Le contre-projet durcit notablement la législation. L’affichage dans l’espace public ainsi que la distribution d’échantillons gratuits seront interdits, tout comme la publicité dans les transports publics, sur les bâtiments publics ou les terrains de sports. Ce texte n’est pas anodin.

Des études démontrent l’influence majeure exercée par la publicité en faveur du tabac sur les jeunes. Ne conviendrait-il pas ainsi de prendre des mesures exceptionnelles?

Effectivement, les promotrices et promoteurs de l’initiative affirment que la publicité présente la consommation de tabac de manière attractive et incite les jeunes à commencer à fumer. Il est toutefois naïf de croire que la publicité est à l’origine de tous les maux. Les jeunes commencent à fumer par curiosité, incités par l’envie de tester quelque chose de nouveau, comme les études de la fondation Addiction Suisse le montrent. Je le ressentais aussi lorsque j’étais jeune, même si je ne fume pas. 

«Je ne serais pas étonné que la prochaine étape soit de prohiber la publicité pour certains articles carnés ou pour le vin et la bière»

Patrick Eperon, délégué politique du Centre patronal

N’est-ce pas précisément sur ces valeurs que joue la publicité du tabac?

Le rapport entre la publicité et la consommation n’est pas aussi évident. Les pays voisins, notamment la France et l’Italie, interdisent pratiquement toute publicité pour les produits du tabac. Cependant, lorsqu’on regarde la consommation effective, les jeunes de ces pays consomment davantage de tabac que les Suisses. La consommation de tabac a d’ailleurs diminué en Suisse durant les dernières années.

En comparaison internationale, la Suisse est pourtant à la traîne en matière de prévention du tabagisme. Elle est la seule à ne pas avoir ratifié la convention-cadre de l’Organisation mondiale de la santé (OMS) pour la lutte antitabac. Ne devrait-elle pas s’aligner sur la tendance internationale?

C’est probablement correct si l’on prend en considération la situation actuelle, avant l’entrée en vigueur du contre-projet. L’entrée en vigueur du contre-projet va toutefois améliorer la situation. Les traités internationaux sont importants, mais il y a d’autres points à prendre en considération. Les milieux économiques craignent que cette initiative n’ouvre la porte à d’autres interdictions de publicité pour d’autres produits.

Cette initiative ne concerne toutefois que le tabac.

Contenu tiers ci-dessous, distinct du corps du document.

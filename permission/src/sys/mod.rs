//! Platform-specific permission gates.

use futures::future::BoxFuture;

use crate::{PermissionError, PermissionGate, PermissionResult, PermissionState, RequestOutcome};

#[cfg(any(target_os = "ios", target_os = "macos"))]
pub mod apple;

/// Android platform implementation.
#[cfg(target_os = "android")]
pub mod android;

#[cfg(target_os = "linux")]
pub mod linux;

/// Gate for targets without a location permission model we can drive.
///
/// Reports [`PermissionState::NotDetermined`] forever, so tracking never starts.
#[derive(Debug, Default, Clone, Copy)]
pub struct UnsupportedPermissionGate;

impl PermissionGate for UnsupportedPermissionGate {
    fn query_state(&self) -> PermissionState {
        PermissionState::NotDetermined
    }

    fn request_permission(&self) -> BoxFuture<'_, PermissionResult<RequestOutcome>> {
        Box::pin(async { Err(PermissionError::NotSupported) })
    }

    fn open_settings(&self) -> PermissionResult<()> {
        Err(PermissionError::NotSupported)
    }
}
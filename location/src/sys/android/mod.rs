//! Android location source using JNI.
//!
//! Requests go to a host-provided `LocationBridge` object that wraps the fused
//! location provider. The bridge reports back through the `dispatch*` entry
//! points below, keyed by the subscription handle.

use std::sync::LazyLock;

use jni::objects::{GlobalRef, JClass, JObject, JString, JValue};
use jni::sys::{jdouble, jint, jlong};
use jni::{JNIEnv, JavaVM};
use log::{debug, error};

use crate::{
    LocationError, LocationRequest, LocationResult, LocationSample, LocationSource, RequestMode,
    Subscription, SubscriptionId, SubscriptionRegistry,
};

static REGISTRY: LazyLock<SubscriptionRegistry> = LazyLock::new(SubscriptionRegistry::new);

/// Location source backed by the fused location provider.
pub struct AndroidLocationSource {
    vm: JavaVM,
    bridge: GlobalRef,
}

impl std::fmt::Debug for AndroidLocationSource {
    fn fmt(&self, f: &mut std::fmt::Formatter<'_>) -> std::fmt::Result {
        f.debug_struct("AndroidLocationSource")
            .field("open_subscriptions", &REGISTRY.len())
            .finish_non_exhaustive()
    }
}

impl AndroidLocationSource {
    /// Create a source from a host `LocationBridge` object.
    ///
    /// # Errors
    /// Returns a [`LocationError`] if the JVM or a global reference cannot be obtained.
    pub fn new(env: &JNIEnv<'_>, bridge: &JObject<'_>) -> LocationResult<Self> {
        let vm = env.get_java_vm().map_err(map_jni_error)?;
        let bridge = env.new_global_ref(bridge).map_err(map_jni_error)?;
        Ok(Self { vm, bridge })
    }

    fn call_bridge<F>(&self, action: F) -> LocationResult<()>
    where
        F: FnOnce(&mut JNIEnv<'_>, &JObject<'_>) -> jni::errors::Result<()>,
    {
        let mut env = self.vm.attach_current_thread().map_err(map_jni_error)?;
        match action(&mut env, self.bridge.as_obj()) {
            Ok(()) => Ok(()),
            Err(jni::errors::Error::JavaException) => Err(take_exception(&mut env)),
            Err(err) => Err(map_jni_error(err)),
        }
    }
}

impl LocationSource for AndroidLocationSource {
    #[allow(clippy::cast_possible_truncation)]
    fn subscribe(&self, request: LocationRequest) -> LocationResult<Subscription> {
        let subscription = REGISTRY.open();
        let handle = subscription.id();

        let (interval_ms, fastest_ms, max_updates) = match request.mode {
            RequestMode::Continuous {
                interval,
                fastest_interval,
            } => (millis(interval), millis(fastest_interval), 0),
            RequestMode::SingleShot => (0, 0, 1),
        };

        let distance_filter = request.distance_filter_m as f32;
        let result = self.call_bridge(|env, bridge| {
            env.call_method(
                bridge,
                "requestUpdates",
                "(JJJIIF)V",
                &[
                    JValue::Long(handle_raw(handle)),
                    JValue::Long(interval_ms),
                    JValue::Long(fastest_ms),
                    JValue::Int(request.accuracy.android_priority()),
                    JValue::Int(max_updates),
                    JValue::Float(distance_filter),
                ],
            )?;
            Ok(())
        });

        if let Err(err) = result {
            REGISTRY.close(handle);
            return Err(err);
        }

        debug!("registered Android location subscription {handle}");
        Ok(subscription)
    }

    fn unsubscribe(&self, id: SubscriptionId) {
        if !REGISTRY.close(id) {
            return;
        }

        if let Err(err) = self.call_bridge(|env, bridge| {
            env.call_method(bridge, "removeUpdates", "(J)V", &[JValue::Long(handle_raw(id))])?;
            Ok(())
        }) {
            error!("failed to remove Android location subscription {id}: {err}");
        }
    }
}

fn millis(duration: std::time::Duration) -> jlong {
    jlong::try_from(duration.as_millis()).unwrap_or(jlong::MAX)
}

/// Clear the pending Java exception and classify it.
fn take_exception(env: &mut JNIEnv<'_>) -> LocationError {
    let Ok(throwable) = env.exception_occurred() else {
        return LocationError::Platform("unknown Java exception".into());
    };
    if env.exception_clear().is_err() {
        return LocationError::Platform("failed to clear Java exception".into());
    }

    if env
        .is_instance_of(&throwable, "java/lang/SecurityException")
        .unwrap_or(false)
    {
        return LocationError::PermissionDenied;
    }

    let message = env
        .call_method(&throwable, "toString", "()Ljava/lang/String;", &[])
        .and_then(|value| value.l())
        .and_then(|object| {
            env.get_string(&JString::from(object))
                .map(|text| text.to_string_lossy().into_owned())
        })
        .unwrap_or_else(|_| "Java exception".into());
    LocationError::Platform(message)
}

#[allow(clippy::needless_pass_by_value)]
fn map_jni_error(err: jni::errors::Error) -> LocationError {
    LocationError::Platform(err.to_string())
}

#[allow(clippy::cast_possible_wrap)]
const fn handle_raw(id: SubscriptionId) -> jlong {
    id.0 as jlong
}

#[allow(clippy::cast_sign_loss)]
const fn handle_id(handle: jlong) -> SubscriptionId {
    SubscriptionId(handle as u64)
}

#[allow(non_snake_case)]
#[unsafe(no_mangle)]
pub extern "system" fn Java_com_geotrack_location_LocationBridge_dispatchLocation(
    _env: JNIEnv<'_>,
    _class: JClass<'_>,
    handle: jlong,
    latitude: jdouble,
    longitude: jdouble,
) {
    REGISTRY.deliver(handle_id(handle), Ok(LocationSample::new(latitude, longitude)));
}

#[allow(non_snake_case)]
#[unsafe(no_mangle)]
pub extern "system" fn Java_com_geotrack_location_LocationBridge_dispatchNoLocation(
    _env: JNIEnv<'_>,
    _class: JClass<'_>,
    handle: jlong,
) {
    REGISTRY.deliver(handle_id(handle), Err(LocationError::NotAvailable));
}

#[allow(non_snake_case)]
#[unsafe(no_mangle)]
pub extern "system" fn Java_com_geotrack_location_LocationBridge_dispatchError(
    mut env: JNIEnv<'_>,
    _class: JClass<'_>,
    handle: jlong,
    permission_denied: jint,
    message: JString<'_>,
) {
    let error = if permission_denied != 0 {
        LocationError::PermissionDenied
    } else {
        match env.get_string(&message) {
            Ok(value) => LocationError::Platform(value.to_string_lossy().into_owned()),
            Err(err) => {
                error!("failed to read Android location error payload: {err}");
                LocationError::Platform("location error".into())
            }
        }
    };
    REGISTRY.deliver(handle_id(handle), Err(error));
}
//! Linux permission gate.
//!
//! Desktop Linux has no runtime location prompt. Access to GeoClue2 is decided
//! by the system service itself, so the gate always reports the full grant.

use futures::future::BoxFuture;

use crate::{PermissionGate, PermissionResult, PermissionState, RequestOutcome};

/// Permission gate for hosts without runtime prompts.
#[derive(Debug, Default, Clone, Copy)]
pub struct HostPermissionGate;

impl PermissionGate for HostPermissionGate {
    fn query_state(&self) -> PermissionState {
        PermissionState::GrantedAlways
    }

    fn request_permission(&self) -> BoxFuture<'_, PermissionResult<RequestOutcome>> {
        Box::pin(async { Ok(RequestOutcome::AlreadyGranted) })
    }

    fn open_settings(&self) -> PermissionResult<()> {
        Ok(())
    }
}
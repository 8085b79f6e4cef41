//! Build script for geotrack-permission.
//!
//! Apple targets get their Swift bridge generated here. The Android side talks
//! to framework classes directly over JNI and needs no generated code.

use std::{env, path::PathBuf};

const APPLE_BRIDGE: &str = "src/sys/apple/mod.rs";

fn main() {
    println!("cargo:rerun-if-changed={APPLE_BRIDGE}");

    let target_os = env::var("CARGO_CFG_TARGET_OS").unwrap_or_default();
    if target_os == "ios" || target_os == "macos" {
        let out_dir = PathBuf::from(env::var("OUT_DIR").expect("OUT_DIR is set by cargo"));
        swift_bridge_build::parse_bridges(vec![APPLE_BRIDGE])
            .write_all_concatenated(out_dir, env!("CARGO_PKG_NAME"));
    }
}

Elle ne concerne pour l’instant que le tabac, mais une fois qu’il y a une brèche dans la législation, on peut y glisser d’autres choses. L’ONG Greenpeace s’est récemment attaquée à la publicité pour la viande. Si nous interdisons la publicité pour le tabac, je ne serais pas du tout étonné que la prochaine étape soit de prohiber la publicité pour certains articles carnés ou pour le vin et la bière. Les milieux «hygiénistes» en rêvent déjà, mais l’économie veut l’éviter à tout prix.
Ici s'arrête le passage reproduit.